Work instruction = Nothing in the records may be altered. Repeat them in full.

Material shown =
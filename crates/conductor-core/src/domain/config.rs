//! Provider and application configuration types

use serde::{Deserialize, Serialize};
use std::collections::HashMap;
use std::time::Duration;

/// Default connection timeout when a provider does not override it
pub const DEFAULT_CONNECT_TIMEOUT: Duration = Duration::from_secs(60);

/// How a provider process or endpoint is reached
#[derive(Debug, Clone, Serialize, Deserialize, PartialEq, Eq)]
#[serde(tag = "type", rename_all = "kebab-case")]
pub enum TransportConfig {
    /// Local subprocess speaking JSON-RPC over stdin/stdout
    Stdio {
        command: String,
        #[serde(default)]
        args: Vec<String>,
        #[serde(default)]
        env: HashMap<String, String>,
    },
    /// Persistent websocket connection
    Websocket { url: String },
    /// Streamable HTTP endpoint
    StreamableHttp { url: String },
}

impl TransportConfig {
    pub fn kind(&self) -> &'static str {
        match self {
            Self::Stdio { .. } => "stdio",
            Self::Websocket { .. } => "websocket",
            Self::StreamableHttp { .. } => "streamable-http",
        }
    }

    /// Endpoint URL for network transports
    pub fn url(&self) -> Option<&str> {
        match self {
            Self::Stdio { .. } => None,
            Self::Websocket { url } | Self::StreamableHttp { url } => Some(url),
        }
    }
}

/// OAuth 2.1 endpoints and client credentials for one provider
#[derive(Debug, Clone, Serialize, Deserialize, PartialEq, Eq)]
pub struct OAuthSettings {
    pub authorization_endpoint: String,
    pub token_endpoint: String,
    #[serde(skip_serializing_if = "Option::is_none")]
    pub revocation_endpoint: Option<String>,
    pub client_id: String,
    #[serde(skip_serializing_if = "Option::is_none")]
    pub client_secret: Option<String>,
    #[serde(default)]
    pub scopes: Vec<String>,
    pub redirect_uri: String,
}

/// Declarative configuration for a single tool provider
#[derive(Debug, Clone, Serialize, Deserialize, PartialEq)]
pub struct ProviderConfig {
    #[serde(flatten)]
    pub transport: TransportConfig,

    /// OAuth settings for providers that require authentication
    #[serde(skip_serializing_if = "Option::is_none")]
    pub oauth: Option<OAuthSettings>,

    /// Connection timeout override in milliseconds
    #[serde(skip_serializing_if = "Option::is_none")]
    pub timeout_ms: Option<u64>,

    /// Configured-off: never considered for bring-up
    #[serde(default)]
    pub disabled: bool,
}

impl ProviderConfig {
    pub fn new(transport: TransportConfig) -> Self {
        Self {
            transport,
            oauth: None,
            timeout_ms: None,
            disabled: false,
        }
    }

    pub fn connect_timeout(&self) -> Duration {
        self.timeout_ms
            .map(Duration::from_millis)
            .unwrap_or(DEFAULT_CONNECT_TIMEOUT)
    }
}

/// Persisted application configuration
#[derive(Debug, Clone, Default, Serialize, Deserialize)]
pub struct AppConfig {
    /// Providers keyed by identifier
    #[serde(default)]
    pub providers: HashMap<String, ProviderConfig>,

    /// Providers switched off at runtime (distinct from `disabled` in config)
    #[serde(default)]
    pub runtime_disabled_providers: Vec<String>,

    /// Individually hidden tools, by qualified name
    #[serde(default)]
    pub disabled_tools: Vec<String>,
}

/// Per-profile tool visibility policy
#[derive(Debug, Clone, Default, Serialize, Deserialize, PartialEq)]
#[serde(rename_all = "camelCase")]
pub struct ProfileToolConfig {
    /// Opt-in mode: only `enabled_servers` are visible
    #[serde(default)]
    pub all_servers_disabled_by_default: bool,

    #[serde(default)]
    pub enabled_servers: Vec<String>,

    #[serde(default)]
    pub disabled_servers: Vec<String>,

    /// Qualified tool names hidden within this profile
    #[serde(default)]
    pub disabled_tools: Vec<String>,
}

impl ProfileToolConfig {
    /// Whether this profile shows tools from the given provider
    pub fn is_provider_visible(&self, provider_id: &str) -> bool {
        if self.all_servers_disabled_by_default {
            self.enabled_servers.iter().any(|s| s == provider_id)
        } else {
            !self.disabled_servers.iter().any(|s| s == provider_id)
        }
    }
}

#[cfg(test)]
mod tests {
    use super::*;

    #[test]
    fn test_transport_config_serialization() {
        let config = ProviderConfig::new(TransportConfig::Stdio {
            command: "uvx".to_string(),
            args: vec!["mcp-server-fetch".to_string()],
            env: HashMap::new(),
        });

        let json = serde_json::to_string(&config).unwrap();
        assert!(json.contains("\"type\":\"stdio\""));
        assert!(json.contains("\"command\":\"uvx\""));

        let parsed: ProviderConfig = serde_json::from_str(&json).unwrap();
        assert_eq!(parsed.transport.kind(), "stdio");
    }

    #[test]
    fn test_network_transport_from_json() {
        let parsed: ProviderConfig = serde_json::from_str(
            r#"{"type": "streamable-http", "url": "https://example.com/mcp", "timeout_ms": 5000}"#,
        )
        .unwrap();
        assert_eq!(parsed.transport.url(), Some("https://example.com/mcp"));
        assert_eq!(parsed.connect_timeout(), Duration::from_millis(5000));
    }

    #[test]
    fn test_default_connect_timeout() {
        let config = ProviderConfig::new(TransportConfig::Websocket {
            url: "ws://localhost:3000".to_string(),
        });
        assert_eq!(config.connect_timeout(), DEFAULT_CONNECT_TIMEOUT);
    }

    #[test]
    fn test_profile_config_camel_case() {
        let profile: ProfileToolConfig = serde_json::from_str(
            r#"{
                "allServersDisabledByDefault": true,
                "enabledServers": ["github"],
                "disabledTools": ["github:delete_repo"]
            }"#,
        )
        .unwrap();
        assert!(profile.all_servers_disabled_by_default);
        assert!(profile.is_provider_visible("github"));
        assert!(!profile.is_provider_visible("slack"));
    }

    #[test]
    fn test_profile_opt_out_mode() {
        let profile = ProfileToolConfig {
            disabled_servers: vec!["slack".to_string()],
            ..Default::default()
        };
        assert!(profile.is_provider_visible("github"));
        assert!(!profile.is_provider_visible("slack"));
    }
}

Solution for this task =
filename crates/conductor-core/src/domain/config.rs
//! Provider and application configuration types

use serde::{Deserialize, Serialize};
use std::collections::HashMap;
use std::time::Duration;

/// Default connection timeout when a provider does not override it
pub const DEFAULT_CONNECT_TIMEOUT: Duration = Duration::from_secs(60);

/// How a provider process or endpoint is reached
#[derive(Debug, Clone, Serialize, Deserialize, PartialEq, Eq)]
#[serde(tag = "type", rename_all = "kebab-case")]
pub enum TransportConfig {
    /// Local subprocess speaking JSON-RPC over stdin/stdout
    Stdio {
        command: String,
        #[serde(default)]
        args: Vec<String>,
        #[serde(default)]
        env: HashMap<String, String>,
    },
    /// Persistent websocket connection
    Websocket { url: String },
    /// Streamable HTTP endpoint
    StreamableHttp { url: String },
}

impl TransportConfig {
    pub fn kind(&self) -> &'static str {
        match self {
            Self::Stdio { .. } => "stdio",
            Self::Websocket { .. } => "websocket",
            Self::StreamableHttp { .. } => "streamable-http",
        }
    }

    /// Endpoint URL for network transports
    pub fn url(&self) -> Option<&str> {
        match self {
            Self::Stdio { .. } => None,
            Self::Websocket { url } | Self::StreamableHttp { url } => Some(url),
        }
    }
}

/// OAuth 2.1 endpoints and client credentials for one provider
#[derive(Debug, Clone, Serialize, Deserialize, PartialEq, Eq)]
pub struct OAuthSettings {
    pub authorization_endpoint: String,
    pub token_endpoint: String,
    #[serde(skip_serializing_if = "Option::is_none")]
    pub revocation_endpoint: Option<String>,
    pub client_id: String,
    #[serde(skip_serializing_if = "Option::is_none")]
    pub client_secret: Option<String>,
    #[serde(default)]
    pub scopes: Vec<String>,
    pub redirect_uri: String,
}

/// Declarative configuration for a single tool provider
#[derive(Debug, Clone, Serialize, Deserialize, PartialEq)]
pub struct ProviderConfig {
    #[serde(flatten)]
    pub transport: TransportConfig,

    /// OAuth settings for providers that require authentication
    #[serde(skip_serializing_if = "Option::is_none")]
    pub oauth: Option<OAuthSettings>,

    /// Connection timeout override in milliseconds
    #[serde(skip_serializing_if = "Option::is_none")]
    pub timeout_ms: Option<u64>,

    /// Configured-off: never considered for bring-up
    #[serde(default)]
    pub disabled: bool,
}

impl ProviderConfig {
    pub fn new(transport: TransportConfig) -> Self {
        Self {
            transport,
            oauth: None,
            timeout_ms: None,
            disabled: false,
        }
    }

    pub fn connect_timeout(&self) -> Duration {
        self.timeout_ms
            .map(Duration::from_millis)
            .unwrap_or(DEFAULT_CONNECT_TIMEOUT)
    }
}

/// Persisted application configuration
#[derive(Debug, Clone, Default, Serialize, Deserialize)]
pub struct AppConfig {
    /// Providers keyed by identifier
    #[serde(default)]
    pub providers: HashMap<String, ProviderConfig>,

    /// Providers switched off at runtime (distinct from `disabled` in config)
    #[serde(default)]
    pub runtime_disabled_providers: Vec<String>,

    /// Individually hidden tools, by qualified name
    #[serde(default)]
    pub disabled_tools: Vec<String>,
}

/// Per-profile tool visibility policy
#[derive(Debug, Clone, Default, Serialize, Deserialize, PartialEq)]
#[serde(rename_all = "camelCase")]
pub struct ProfileToolConfig {
    /// Opt-in mode: only `enabled_servers` are visible
    #[serde(default)]
    pub all_servers_disabled_by_default: bool,

    #[serde(default)]
    pub enabled_servers: Vec<String>,

    #[serde(default)]
    pub disabled_servers: Vec<String>,

    /// Qualified tool names hidden within this profile
    #[serde(default)]
    pub disabled_tools: Vec<String>,
}

impl ProfileToolConfig {
    /// Whether this profile shows tools from the given provider
    pub fn is_provider_visible(&self, provider_id: &str) -> bool {
        if self.all_servers_disabled_by_default {
            self.enabled_servers.iter().any(|s| s == provider_id)
        } else {
            !self.disabled_servers.iter().any(|s| s == provider_id)
        }
    }
}

#[cfg(test)]
mod tests {
    use super::*;

    #[test]
    fn test_transport_config_serialization() {
        let config = ProviderConfig::new(TransportConfig::Stdio {
            command: "uvx".to_string(),
            args: vec!["mcp-server-fetch".to_string()],
            env: HashMap::new(),
        });

        let json = serde_json::to_string(&config).unwrap();
        assert!(json.contains("\"type\":\"stdio\""));
        assert!(json.contains("\"command\":\"uvx\""));

        let parsed: ProviderConfig = serde_json::from_str(&json).unwrap();
        assert_eq!(parsed.transport.kind(), "stdio");
    }

    #[test]
    fn test_network_transport_from_json() {
        let parsed: ProviderConfig = serde_json::from_str(
            r#"{"type": "streamable-http", "url": "https://example.com/mcp", "timeout_ms": 5000}"#,
        )
        .unwrap();
        assert_eq!(parsed.transport.url(), Some("https://example.com/mcp"));
        assert_eq!(parsed.connect_timeout(), Duration::from_millis(5000));
    }

    #[test]
    fn test_default_connect_timeout() {
        let config = ProviderConfig::new(TransportConfig::Websocket {
            url: "ws://localhost:3000".to_string(),
        });
        assert_eq!(config.connect_timeout(), DEFAULT_CONNECT_TIMEOUT);
    }

    #[test]
    fn test_profile_config_camel_case() {
        let profile: ProfileToolConfig = serde_json::from_str(
            r#"{
                "allServersDisabledByDefault": true,
                "enabledServers": ["github"],
                "disabledTools": ["github:delete_repo"]
            }"#,
        )
        .unwrap();
        assert!(profile.all_servers_disabled_by_default);
        assert!(profile.is_provider_visible("github"));
        assert!(!profile.is_provider_visible("slack"));
    }

    #[test]
    fn test_profile_opt_out_mode() {
        let profile = ProfileToolConfig {
            disabled_servers: vec!["slack".to_string()],
            ..Default::default()
        };
        assert!(profile.is_provider_visible("github"));
        assert!(!profile.is_provider_visible("slack"));
    }
}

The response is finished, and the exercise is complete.